Griese: Wir hatten ja einen intensiven Diskussionsprozess im Vorhinein, nach dem ich weniger Zustimmung erwartet hätte. Mit 66 Prozent ist das Ergebnis sehr deutlich ausgefallen. Schon die letzten Wochen der Diskussion über den Koalitionsvertrag haben eigentlich gezeigt wo es hin gehen muss: Mehr intensive Debatten, mehr Beteiligung der Basis. Ich glaube der Weg war gut und jetzt müssen wir was draus machen.

DOMRADIO.DE: Müssen Sie als Vorstand aber nicht doch mehr auf die Jusos zugehen, die am deutlichsten für ein "Nein" gestimmt haben?

Griese: Das ist ein ständiger Prozess. Vor Ort sind wir dauernd mit den Jusos im Gespräch. Die Jugend macht einen großen Teil der aktiven Arbeit der SPD aus. Ich glaube, dass sie aber auch akzeptieren müssen, dass die Mehrheit so eindeutig ist. Das behindert aber die Juso-Arbeit auch nicht, denn auch bei den ihnen gab es Leute, die mit "Ja" gestimmt haben.

DOMRADIO.DE: Bis Ostern soll die Regierung ihre Arbeit aufnehmen. Was muss bis dahin von Seiten der SPD noch passieren?
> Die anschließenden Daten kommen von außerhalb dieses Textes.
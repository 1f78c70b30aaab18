//! Test utilities for workflow tests.
//!
//! This module provides an in-memory guild platform and session helpers.

pub mod mock_platform;

#[allow(unused_imports)]
pub use mock_platform::{Call, MockPlatform};

use serde_json::json;
use std::sync::Arc;
use vc_control_core::{ChannelId, GuildId, RoleId, VerificationSettings};
use vc_control_database::{DisabledGuildConfigStore, GuildConfigCache};
use vc_control_workflow::WorkflowService;

/// Guild used throughout the tests.
#[allow(dead_code)]
pub const GUILD: GuildId = GuildId(1);

/// A service over an in-memory cache with no database behind it.
#[allow(dead_code)]
pub fn service() -> WorkflowService {
    WorkflowService::new(Arc::new(GuildConfigCache::new(Arc::new(
        DisabledGuildConfigStore::new(),
    ))))
}

/// A service whose guild holds
/// `{allowed_roles: [10], verified_roles: [20], guest_role: 30, log_channel: 40}`.
#[allow(dead_code)]
pub async fn configured_service() -> WorkflowService {
    let service = service();
    service
        .cache()
        .update(GUILD, None, |data| {
            VerificationSettings::new(vec![RoleId(20)], vec![RoleId(10)], RoleId(30), ChannelId(40))
                .apply_to(data);
            data["unrelated"] = json!("kept");
        })
        .await
        .expect("in-memory update");
    service
}
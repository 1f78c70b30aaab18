//! Snowflake identifiers.
//!
//! The platform hands out 64-bit snowflakes. Stored configuration may carry
//! them as JSON numbers or as numeric strings, so every id deserializes from
//! either and serializes back as a number.

use serde::{Deserialize, Serialize};
use serde_json::Value as JsonValue;

/// Parse a snowflake from a JSON number or numeric string.
///
/// # Examples
///
/// ```
/// use vc_control_core::parse_snowflake;
/// use serde_json::json;
///
/// assert_eq!(parse_snowflake(&json!(10)), Some(10));
/// assert_eq!(parse_snowflake(&json!("20")), Some(20));
/// assert_eq!(parse_snowflake(&json!("guest")), None);
/// assert_eq!(parse_snowflake(&json!(null)), None);
/// assert_eq!(parse_snowflake(&json!(0)), None);
/// ```
pub fn parse_snowflake(value: &JsonValue) -> Option<u64> {
    let id = match value {
        JsonValue::Number(n) => n.as_u64(),
        JsonValue::String(s) => s.trim().parse().ok(),
        _ => None,
    };
    // Snowflakes are never zero.
    id.filter(|id| *id != 0)
}

macro_rules! snowflake {
    ($(#[$meta:meta])* $name:ident) => {
        $(#[$meta])*
        #[derive(
            Debug,
            Clone,
            Copy,
            PartialEq,
            Eq,
            PartialOrd,
            Ord,
            Hash,
            Serialize,
            Deserialize,
            derive_more::Display,
            derive_more::From,
        )]
        #[serde(try_from = "JsonValue", into = "u64")]
        pub struct $name(pub u64);

        impl $name {
            /// Raw snowflake value.
            pub fn get(self) -> u64 {
                self.0
            }
        }

        impl From<$name> for u64 {
            fn from(id: $name) -> u64 {
                id.0
            }
        }

        impl TryFrom<JsonValue> for $name {
            type Error = String;

            fn try_from(value: JsonValue) -> Result<Self, Self::Error> {
                parse_snowflake(&value)
                    .map(Self)
                    .ok_or_else(|| format!("not a snowflake: {}", value))
            }
        }
    };
}

snowflake!(
    /// A guild (server) id.
    GuildId
);
snowflake!(
    /// A user or member id.
    UserId
);
snowflake!(
    /// A role id.
    RoleId
);
snowflake!(
    /// A channel or thread id.
    ChannelId
);

impl UserId {
    /// Mention markup for this user.
    pub fn mention(self) -> String {
        format!("<@{}>", self.0)
    }
}

impl RoleId {
    /// Mention markup for this role.
    ///
    /// ```
    /// use vc_control_core::RoleId;
    /// assert_eq!(RoleId(20).mention(), "<@&20>");
    /// ```
    pub fn mention(self) -> String {
        format!("<@&{}>", self.0)
    }
}

impl ChannelId {
    /// Mention markup for this channel.
    pub fn mention(self) -> String {
        format!("<#{}>", self.0)
    }
}

/// A role's place in the guild hierarchy.
///
/// Roles order by position, with the id breaking ties, so one rank is
/// "below" another exactly when it compares less.
///
/// # Examples
///
/// ```
/// use vc_control_core::{RoleId, RoleRank};
///
/// let verified = RoleRank::new(RoleId(20), 3);
/// let bot_top = RoleRank::new(RoleId(99), 5);
/// assert!(verified < bot_top);
/// ```
#[derive(Debug, Clone, Copy, PartialEq, Eq, PartialOrd, Ord, Hash)]
pub struct RoleRank {
    /// Position in the guild's role list (higher is more powerful)
    pub position: u16,
    /// Role id, used to break position ties
    pub id: RoleId,
}

impl RoleRank {
    /// Create a rank for `id` at `position`.
    pub fn new(id: RoleId, position: u16) -> Self {
        Self { position, id }
    }
}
Griese: Die SPD muss nun wirklich die "Reform-Motor" der Regierung sein. Das zeigt das Mitgliedervotum, aber auch die intensive Debatte. Die SPD muss Profil zeigen und erkennbar sein. Und wenn es Kompromisse geben muss, die es immer in einer Regierung gibt, dann dürfen wir sie nicht bejubeln, sondern müssen mehr klares Profil der SPD zeigen. Das ist für mich die Lehre der letzten Wochen und Monaten.

DOMRADIO.DE: Sie sind als Politikerin auch kirchlich aktiv. Sind sind Mitglied im EKD-Rat und waren in der letzten Legislaturperiode religionspolitische Sprecherin der SPD. Was muss denn in dem Bereich Religionspolitik passieren in den nächsten vier Jahren?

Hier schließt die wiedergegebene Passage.